43rd AES Confernece : Abstracts


Click here for Technical program preview. 


Thursday, September 29
Keynote Speech
  MPEG Unified Speech and Audio CodingSchuyler Quackenbush, Audio Research Labs, Scotch Plains, NJ, USA
Unified Speech and Audio Coding (USAC) is the newest MPEG audio standard, published in late 2011. It achieves consistently state-of-the-art compression performance for any mix of speech and music content. USAC incorporates several perceptually-based compression techniques developed in previous MPEG standards: perceptually shaped quantization noise, parametric coding of the upper spectrum region, and parametric coding of the stereo sound stage.
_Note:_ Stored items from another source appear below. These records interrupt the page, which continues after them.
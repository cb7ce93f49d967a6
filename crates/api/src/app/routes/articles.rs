use std::sync::Arc;

use axum::{
    extract::{rejection::JsonRejection, Extension},
    http::StatusCode,
    response::IntoResponse,
    routing::post,
    Json, Router,
};

use crate::app::{dto, errors};
use crate::app::services::AppServices;

pub fn router() -> Router {
    Router::new().route("/", post(upsert_articles).get(list_articles))
}

pub async fn upsert_articles(
    Extension(services): Extension<Arc<AppServices>>,
    body: Result<Json<dto::UpsertArticlesRequest>, JsonRejection>,
) -> axum::response::Response {
    let Json(body) = match body {
        Ok(b) => b,
        Err(rejection) => return errors::rejection_to_response(rejection),
    };
    let articles = match body.into_articles() {
        Ok(a) => a,
        Err(msg) => return errors::json_error(StatusCode::BAD_REQUEST, errors::INVALID_BODY, msg),
    };

    let ctx = services.request_context();
    match services.warehouse().upsert_articles(&ctx, &articles).await {
        Ok(()) => StatusCode::CREATED.into_response(),
        Err(e) => errors::warehouse_error_to_response(e),
    }
}

pub async fn list_articles(Extension(services): Extension<Arc<AppServices>>) -> axum::response::Response {
    let ctx = services.request_context();
    match services.warehouse().list_articles(&ctx).await {
        Ok(articles) => Json(dto::ArticlesResponse {
            inventory: articles.into_iter().map(Into::into).collect(),
        })
        .into_response(),
        Err(e) => errors::warehouse_error_to_response(e),
    }
}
However, for the first time in MPEG it combines the well-known perceptual techniques with a source coding technique: a model of sound production, specifically that of human speech. The paper gives an overview of the architecture of the Unified Speech and Audio Coding algorithm and a brief description of the tools giving the greatest compression performance. Finally, it presents results of subjective listening tests showing the performance of the standard relative to state-of-the-art benchmark coders.
1-1 [Invited] Living with Net LagChris Chafe, Stanford University, Stanford, CA, USA
Internet latency can be ignored, tolerated or exploited in making music together at a distance. The premise that these are distinct ways of relating to lag is examined in case histories of recent projects. Scores of examples of split ensembles collaborating remotely in real time can be cited from the last few years. Five scenarios from this musical world have been selected to look closely at music being made across networks and the differing relationships to lag. Each involves large or multi-site ensembles. The first four represent academic/contemporary idioms (involving jacktrip software, and advanced university networks) and the last is a working band that uses commodity tools to rehearse pop music covers (using jamLinks and standard residential networks).
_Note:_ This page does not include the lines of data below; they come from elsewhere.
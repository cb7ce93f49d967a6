use std::collections::BTreeMap;
use std::sync::atomic::{AtomicBool, Ordering};
use std::sync::Arc;

use async_trait::async_trait;
use tokio::sync::{OwnedRwLockWriteGuard, RwLock};

use warehouse_core::{ArticleId, Entity, ProductId};
use warehouse_inventory::{available_units, Article, BomLine, Product, ProductWithStock};

use super::r#trait::{
    ArticleStore, ProductStore, SaleStore, SaleTransaction, StoreError, WarehouseStore,
};

#[derive(Debug, Default)]
struct State {
    articles: BTreeMap<ArticleId, Article>,
    products: BTreeMap<ProductId, Product>,
}

impl State {
    fn stock_of(&self, id: &ArticleId) -> Option<i64> {
        self.articles.get(id).map(|a| a.stock)
    }
}

/// In-memory warehouse store.
///
/// Intended for tests/dev. All state sits behind one async `RwLock`: readers see
/// a consistent snapshot, and an open sale transaction holds the write guard
/// until it commits or is dropped, so sales are serialized.
#[derive(Debug, Clone, Default)]
pub struct InMemoryWarehouseStore {
    state: Arc<RwLock<State>>,
    closed: Arc<AtomicBool>,
}

impl InMemoryWarehouseStore {
    pub fn new() -> Self {
        Self::default()
    }

    fn ensure_open(&self, operation: &'static str) -> Result<(), StoreError> {
        if self.closed.load(Ordering::Acquire) {
            return Err(StoreError::database(operation, "store is closed"));
        }
        Ok(())
    }
}

fn upsert_all<E>(rows: &mut BTreeMap<E::Id, E>, batch: &[E])
where
    E: Entity + Clone,
{
    for row in batch {
        rows.insert(row.id().clone(), row.clone());
    }
}

#[async_trait]
impl ArticleStore for InMemoryWarehouseStore {
    async fn create_or_update_articles(&self, articles: &[Article]) -> Result<(), StoreError> {
        self.ensure_open("create_or_update_articles")?;
        let mut state = self.state.write().await;
        upsert_all(&mut state.articles, articles);
        Ok(())
    }

    async fn get_article(&self, id: &ArticleId) -> Result<Option<Article>, StoreError> {
        self.ensure_open("get_article")?;
        Ok(self.state.read().await.articles.get(id).cloned())
    }

    async fn list_articles(&self) -> Result<Vec<Article>, StoreError> {
        self.ensure_open("list_articles")?;
        Ok(self.state.read().await.articles.values().cloned().collect())
    }
}

#[async_trait]
impl ProductStore for InMemoryWarehouseStore {
    async fn create_or_update_products(&self, products: &[Product]) -> Result<(), StoreError> {
        self.ensure_open("create_or_update_products")?;
        let mut state = self.state.write().await;

        // Check the whole batch before touching any row.
        for product in products {
            if let Some(missing) = product
                .referenced_articles()
                .into_iter()
                .find(|id| !state.articles.contains_key(*id))
            {
                return Err(StoreError::ArticleNotFound(missing.clone()));
            }
        }

        // Replacing the whole product replaces its bill of materials.
        upsert_all(&mut state.products, products);
        Ok(())
    }

    async fn get_product(&self, id: &ProductId) -> Result<Option<Product>, StoreError> {
        self.ensure_open("get_product")?;
        Ok(self.state.read().await.products.get(id).cloned())
    }

    async fn get_all_products(&self) -> Result<Vec<ProductWithStock>, StoreError> {
        self.ensure_open("get_all_products")?;
        let state = self.state.read().await;
        Ok(state
            .products
            .values()
            .map(|product| ProductWithStock {
                available_units: available_units(&product.bom, |id| state.stock_of(id)),
                product: product.clone(),
            })
            .collect())
    }
}

/// Sale unit over the in-memory state.
///
/// Decrements are staged against the guarded state and applied on commit.
struct InMemorySaleTransaction {
    guard: Option<OwnedRwLockWriteGuard<State>>,
    staged: BTreeMap<ArticleId, i64>,
}

impl InMemorySaleTransaction {
    fn state(&self, operation: &'static str) -> Result<&State, StoreError> {
        self.guard
            .as_deref()
            .ok_or_else(|| StoreError::database(operation, "transaction already finished"))
    }
}

#[async_trait]
impl SaleTransaction for InMemorySaleTransaction {
    async fn bill_of_materials(
        &mut self,
        product_id: &ProductId,
    ) -> Result<Option<Vec<BomLine>>, StoreError> {
        let state = self.state("bill_of_materials")?;
        Ok(state.products.get(product_id).map(|p| p.bom.clone()))
    }

    async fn decrement_stock_if_available(
        &mut self,
        article_id: &ArticleId,
        amount: i64,
    ) -> Result<bool, StoreError> {
        let state = self.state("decrement_stock")?;
        if amount <= 0 {
            return Ok(false);
        }
        let Some(stock) = state.stock_of(article_id) else {
            return Ok(false);
        };
        let pending = self.staged.get(article_id).copied().unwrap_or(0);
        let Some(staged) = pending.checked_add(amount).filter(|total| *total <= stock) else {
            return Ok(false);
        };
        self.staged.insert(article_id.clone(), staged);
        Ok(true)
    }

    async fn commit(&mut self) -> Result<(), StoreError> {
        let mut guard = self
            .guard
            .take()
            .ok_or_else(|| StoreError::database("commit", "transaction already finished"))?;
        let staged = std::mem::take(&mut self.staged);
        // Check every line before applying any, so a failed commit changes nothing.
        for (article_id, amount) in &staged {
            let remaining = guard
                .stock_of(article_id)
                .and_then(|stock| stock.checked_sub(*amount))
                .filter(|remaining| *remaining >= 0);
            if remaining.is_none() {
                return Err(StoreError::database(
                    "commit",
                    format!("staged decrement of {amount} exceeds stock of article {article_id}"),
                ));
            }
        }
        for (article_id, amount) in staged {
            if let Some(article) = guard.articles.get_mut(&article_id) {
                article.stock -= amount;
            }
        }
        Ok(())
    }

    async fn rollback(&mut self) -> Result<(), StoreError> {
        self.staged.clear();
        self.guard.take();
        Ok(())
    }
}

#[async_trait]
impl SaleStore for InMemoryWarehouseStore {
    async fn begin_sale(&self) -> Result<Box<dyn SaleTransaction>, StoreError> {
        self.ensure_open("begin_sale")?;
        let guard = self.state.clone().write_owned().await;
        Ok(Box::new(InMemorySaleTransaction {
            guard: Some(guard),
            staged: BTreeMap::new(),
        }))
    }
}

#[async_trait]
impl WarehouseStore for InMemoryWarehouseStore {
    async fn ping(&self) -> Result<(), StoreError> {
        self.ensure_open("ping")
    }

    async fn close(&self) {
        self.closed.store(true, Ordering::Release);
    }
}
1-2 Symphony Orchestra Recording for Interactive Opera PerformancesLars Hallberg, Jan Berg, Luleå University of Technology, Luleå, Sweden
Network technology and its applications open the possibilities for conventional art forms to find alternative ways of expressions leading to new user experiences. A significant feature is interactivity, which enables the user to become a co-creator of the experience. One of the more traditional art forms is the opera, which thus can be enhanced and developed. In order to provide content that allows for interaction, specific strategies and techniques have to be utilized from the start of the production. When user influence over a symphony orchestra sound is desired, the different parts of the orchestra have to be recorded separately. In this paper considerations regarding the recording process involving a real full-scale symphony orchestra are reported. It is concluded that such a production requires either compromises in the recording process or new ways of doing the recordings in order to fully utilize the potential of interactivity.
2-1 Enhanced Stereo Algorithms in the Unified Speech Audio CodingEunmi Oh, Miyoung Kim, Samsung Electronics, Suwon, Korea
The unified speech and audio coding (USAC) is under the ISO/MPEG standardization and is supposed to complete the standardization process in 2011. In the perspective of technical merits that the USAC brings to audio and speech compression, this paper highlights stereo algorithms that perform best depending on bit rates and audio content types in various use case scenarios. At very low rates (e.g., 16 to 48 kbits/sec), MPEG Surround tool with phase parameters can be used to deliver high stereo quality in a bit-efficient way. At the mid range of bit rates such as 48 and 64 kbits/sec, a prediction-based phase coding can be utilized with residual signals with little burden of complexity. Finally, at higher bit rates, a complex stereo prediction in MDCT domain can be used through the real-to-imaginary transform in addition to the conventional Mid/Side stereo. Over broad range of bit rates, the newly developed methods in the USAC result in excellent stereo quality encompassing a variety of audio contents in a bit-efficient way with little cost of complexity.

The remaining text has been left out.